Many news outlets are reporting total COVID-19 cases by country and then comparing them to other countries. For example, comparing the total cases in the United States vs the total cases in China. As of April 3rd, 2020 this shows that the U.S. has more cases than China. However, there is virtually no mention of comparing total cases of each country by population which would put the U.S. far below the top. Is there a reason why comparing cases by population wouldn't be significant (from a medical or statistical point of view)? These statistics seem to be ignored by news outlets or are not mentioned at all.
3 Answers
As long as the numbers are small, the per capita numbers don't really matter much. Epidemics of infectious diseases spread initially in localized populations, so imagine the case of a disease spreading mostly around a hospital, which is common early on:
In one country, a hospital at the epicenter has 50 infected patients. That country has 5,000,000 people.
In another country, a hospital at the epicenter has 50 infected patients. That country has 500,000,000 people.
The situation is basically the same in both countries: they have a single epicenter with a bunch of patients. There are probably a similar number of unknown cases in the community. If you divided by the total population, you might think one situation is 100X worse, but it really isn't: it's one center. The vast majority of both are still unaffected, and the severity at the epicenter is exactly the same.
Now we are at the point of extensive community spread in many places. So now per capita might start to be meaningful, but there are some remaining limitations:
Testing is not uniform
100 cases in a place with extensive testing does not mean the same as 100 cases in a place without, so case counts aren't very informative. When the numerators aren't comparable it doesn't matter so much that the denominators are different: you have to consider each number on a case-by-case basis (and the "race" in the media is not really that relevant).
Some argue deaths are a better measure, and I would agree, but those are also limited by reporting differences.
Cases are not distributed randomly within borders
Taking the United States as an example, the US per capita number of cases doesn't tell the whole story, which is that certain geographic locations like New York City and New Orleans have substantially more cases per capita than the rest of the country. Same for Lombardy in Italy; Wuhan in China. Averaging those cases over the entire country doesn't do much to reflect the concentration of cases in places where the health care system is stressed to its limit.
So what should we use instead? In many cases I would recommend looking at logarithmic scale data. These tell you what the rate of change is. Even these are not perfect, as both testing and mortality can vary over time (both because of availability of tests and triage as the situation gets more serious), and they may not be the best data for a specific purpose. What they do show is how the rate of increase differs in different countries, and how the rate of increase changes over time in a single country.
For the US, these data: https://www.us-covid-tracker.com/?log=0&consistentY=1&per100k=1&field=deaths&time=1mo might be helpful for assessing the extent to which different states have been affected (and shows why California is not making as much news despite having a lot of cases).
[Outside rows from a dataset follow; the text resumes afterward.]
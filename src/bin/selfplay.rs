use chess_rules::{apply_move, create_initial_state, get_all_legal_moves, get_game_status, GameStatus};
use rand::rngs::StdRng;
use rand::seq::SliceRandom;
use rand::SeedableRng;
use serde::Serialize;

const DEFAULT_GAMES: usize = 10;
const DEFAULT_SEED: u64 = 1;
const DEFAULT_MAX_PLIES: usize = 400;

/// Knobs for a batch of random playouts. Positional arguments override the
/// defaults: `selfplay [games] [seed] [max_plies]`.
#[derive(Clone, Debug)]
struct PlayoutConfig {
    games: usize,
    seed: u64,
    max_plies: usize,
}

impl Default for PlayoutConfig {
    fn default() -> Self {
        PlayoutConfig {
            games: DEFAULT_GAMES,
            seed: DEFAULT_SEED,
            max_plies: DEFAULT_MAX_PLIES,
        }
    }
}

impl PlayoutConfig {
    fn from_args(args: &[String]) -> Result<Self, String> {
        let mut config = PlayoutConfig::default();
        if let Some(a) = args.first() {
            config.games = a.parse().map_err(|_| format!("bad game count: {a}"))?;
        }
        if let Some(a) = args.get(1) {
            config.seed = a.parse().map_err(|_| format!("bad seed: {a}"))?;
        }
        if let Some(a) = args.get(2) {
            config.max_plies = a.parse().map_err(|_| format!("bad ply limit: {a}"))?;
        }
        Ok(config)
    }
}

#[derive(Serialize, Default)]
struct Summary {
    games: usize,
    white_wins: u32,
    black_wins: u32,
    stalemates: u32,
    fifty_move_draws: u32,
    threefold_claimable: u32,
    unfinished: u32,
    total_plies: usize,
}

fn main() {
    let args: Vec<String> = std::env::args().skip(1).collect();
    let config = match PlayoutConfig::from_args(&args) {
        Ok(c) => c,
        Err(e) => {
            eprintln!("{e}");
            eprintln!("usage: selfplay [games] [seed] [max_plies]");
            std::process::exit(2);
        }
    };

    let mut rng = StdRng::seed_from_u64(config.seed);
    let mut summary = Summary {
        games: config.games,
        ..Summary::default()
    };

    for game in 0..config.games {
        let mut state = create_initial_state();
        let mut plies = 0;
        let mut claimable = false;

        let status = loop {
            let report = get_game_status(&state);
            if report.status.is_game_over() || plies >= config.max_plies {
                break report;
            }
            let moves = get_all_legal_moves(&state, state.turn);
            let Some(m) = moves.choose(&mut rng) else {
                break report;
            };
            state = match apply_move(&state, m) {
                Ok(next) => next,
                Err(e) => {
                    eprintln!("game {game}: engine rejected its own move {}: {e}", m.to_uci());
                    std::process::exit(1);
                }
            };
            claimable |= state.threefold_available;
            plies += 1;
        };

        match (status.status, status.winner) {
            (GameStatus::Checkmate, Some(chess_rules::Color::White)) => summary.white_wins += 1,
            (GameStatus::Checkmate, _) => summary.black_wins += 1,
            (GameStatus::Stalemate, _) => summary.stalemates += 1,
            (GameStatus::DrawFiftyMoves, _) => summary.fifty_move_draws += 1,
            _ => summary.unfinished += 1,
        }
        if claimable {
            summary.threefold_claimable += 1;
        }
        summary.total_plies += plies;

        eprintln!(
            "game {game}: {:?} after {plies} plies ({})",
            status.status,
            state.move_history.last().map(String::as_str).unwrap_or("-")
        );
    }

    match serde_json::to_string_pretty(&summary) {
        Ok(json) => println!("{json}"),
        Err(e) => eprintln!("could not encode summary: {e}"),
    }
}
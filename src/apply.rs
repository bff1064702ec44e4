use crate::board::Board;
use crate::error::EngineError;
use crate::moves::Move;
use crate::notation::move_notation;
use crate::piece::{Color, Piece, PieceType};
use crate::square::Square;
use crate::state::GameState;

/// Result of playing a move on a board copy.
pub(crate) struct Relocation {
    pub board: Board,
    pub piece: Piece,
    pub captured: Option<Piece>,
    /// The move with castling / en-passant / promotion flags resolved.
    pub played: Move,
}

/// Play `m` on a copy of `board`: captures (including en passant), the
/// castling rook hop, and promotion. The input board is left untouched.
pub(crate) fn relocate(
    board: &Board,
    m: &Move,
    en_passant_target: Option<Square>,
) -> Result<Relocation, EngineError> {
    let (from, to) = (m.from, m.to);
    for sq in [from, to] {
        if !sq.is_on_board() {
            return Err(EngineError::OffBoard {
                row: sq.row,
                file: sq.file,
            });
        }
    }
    let piece = board.get(from).ok_or(EngineError::EmptySquare(from))?;
    if let Some(pt) = m.promotion {
        if !pt.is_promotion_choice() {
            return Err(EngineError::InvalidPromotion(pt));
        }
    }

    let is_pawn = piece.piece_type == PieceType::Pawn;
    let is_castling = piece.piece_type == PieceType::King
        && (m.is_castling || (from.row == to.row && from.file.abs_diff(to.file) == 2));
    let is_en_passant = is_pawn
        && (m.is_en_passant
            || (from.file != to.file && Some(to) == en_passant_target && board.is_empty(to)));
    let promotion = if is_pawn && to.row == piece.color.opposite().home_row() {
        Some(m.promotion.unwrap_or(PieceType::Queen))
    } else {
        None
    };

    let mut next = *board;

    // The en-passant victim sits beside the mover, on the mover's own row.
    let captured = if is_en_passant {
        let victim = Square::new(from.row, to.file);
        let taken = next.get(victim);
        next.put(victim, None);
        taken
    } else {
        next.get(to)
    };

    // Move the rook
    if is_castling {
        let (rook_from, rook_to) = if to.file > from.file {
            (Square::new(from.row, 7), Square::new(from.row, to.file - 1))
        } else {
            (Square::new(from.row, 0), Square::new(from.row, to.file + 1))
        };
        next.put(rook_to, next.get(rook_from));
        next.put(rook_from, None);
    }

    let placed = match promotion {
        Some(pt) => Piece::new(pt, piece.color),
        None => piece,
    };
    next.put(from, None);
    next.put(to, Some(placed));

    Ok(Relocation {
        board: next,
        piece,
        captured,
        played: Move {
            from,
            to,
            promotion,
            is_en_passant,
            is_castling,
        },
    })
}

/// The rules half of a transition: board, rights, en-passant target, clocks,
/// turn and last move. History and repetition bookkeeping are left as they were.
pub(crate) fn advance(state: &GameState, m: &Move) -> Result<GameState, EngineError> {
    let Relocation {
        board,
        piece,
        captured,
        played,
    } = relocate(&state.board, m, state.en_passant_target)?;
    let (from, to) = (played.from, played.to);
    let is_pawn = piece.piece_type == PieceType::Pawn;

    // Update castling rights
    let mut castling = state.castling;
    if piece.piece_type == PieceType::King {
        castling = castling.without_color(piece.color);
    }
    if piece.piece_type == PieceType::Rook {
        castling = castling.without_corner(from);
    }
    // A rook captured on its corner takes its right with it.
    castling = castling.without_corner(to);

    let en_passant_target = if is_pawn && from.row.abs_diff(to.row) == 2 {
        Some(Square::new((from.row + to.row) / 2, from.file))
    } else {
        None
    };

    let halfmove_clock = if is_pawn || captured.is_some() {
        0
    } else {
        state.halfmove_clock + 1
    };

    let fullmove_number = if state.turn == Color::Black {
        state.fullmove_number + 1
    } else {
        state.fullmove_number
    };

    Ok(GameState {
        board,
        turn: state.turn.opposite(),
        castling,
        en_passant_target,
        halfmove_clock,
        fullmove_number,
        last_move: Some(played),
        move_history: state.move_history.clone(),
        position_counts: state.position_counts.clone(),
        threefold_available: false,
    })
}

/// Apply a move and return the resulting state. The input state is not
/// modified. Legality is the caller's job (see
/// [`crate::movegen::get_legal_moves`]); an empty `from` square is rejected.
pub fn apply_move(state: &GameState, m: &Move) -> Result<GameState, EngineError> {
    let mut next = advance(state, m)?;
    let played = next.last_move.unwrap_or(*m);

    let san = move_notation(state, &played, &next);
    next.move_history.push(san);

    let hash = next.position_hash();
    let seen = next.position_counts.entry(hash).or_insert(0);
    *seen += 1;
    next.threefold_available = *seen >= 3;

    Ok(next)
}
I think this is one case where non-log-scale per-capita data are informative.
It's the simplest measure, the absolute number of cases. The second graph you showed gives us the relative case rate based on a per million of population. Now if for instance the while population of a country succumbed to the disease, the population is now zero. So their number of cases now becomes zero because everyone is decreased. So, that's extreme but the absolute number doesn't have that fault in it.
Most people are more interested in the acceleration curves which is simply the number of diagnosed cases over time. And that's what they show us.
There's no perfect statistic.
Percentage and raw counts serve different purpose:
- Raw counts are one way to get a feeling of the impact on the population (50k deaths gives a different perspective than 0.1%, especially for people who don't know population sizes).
- Percentage are another way to get a feeling of the impact on the population (e.g., black plague is estimated to have wiped out up to 50% of the European population) and also allow for comparison (e.g., a random walk in Switzerland is significantly more dangerous than in China).
Note that, as {1} mentions, case and death counts depend on how testing is done and on how testing is done and how to decide that a death is due to COVID-19.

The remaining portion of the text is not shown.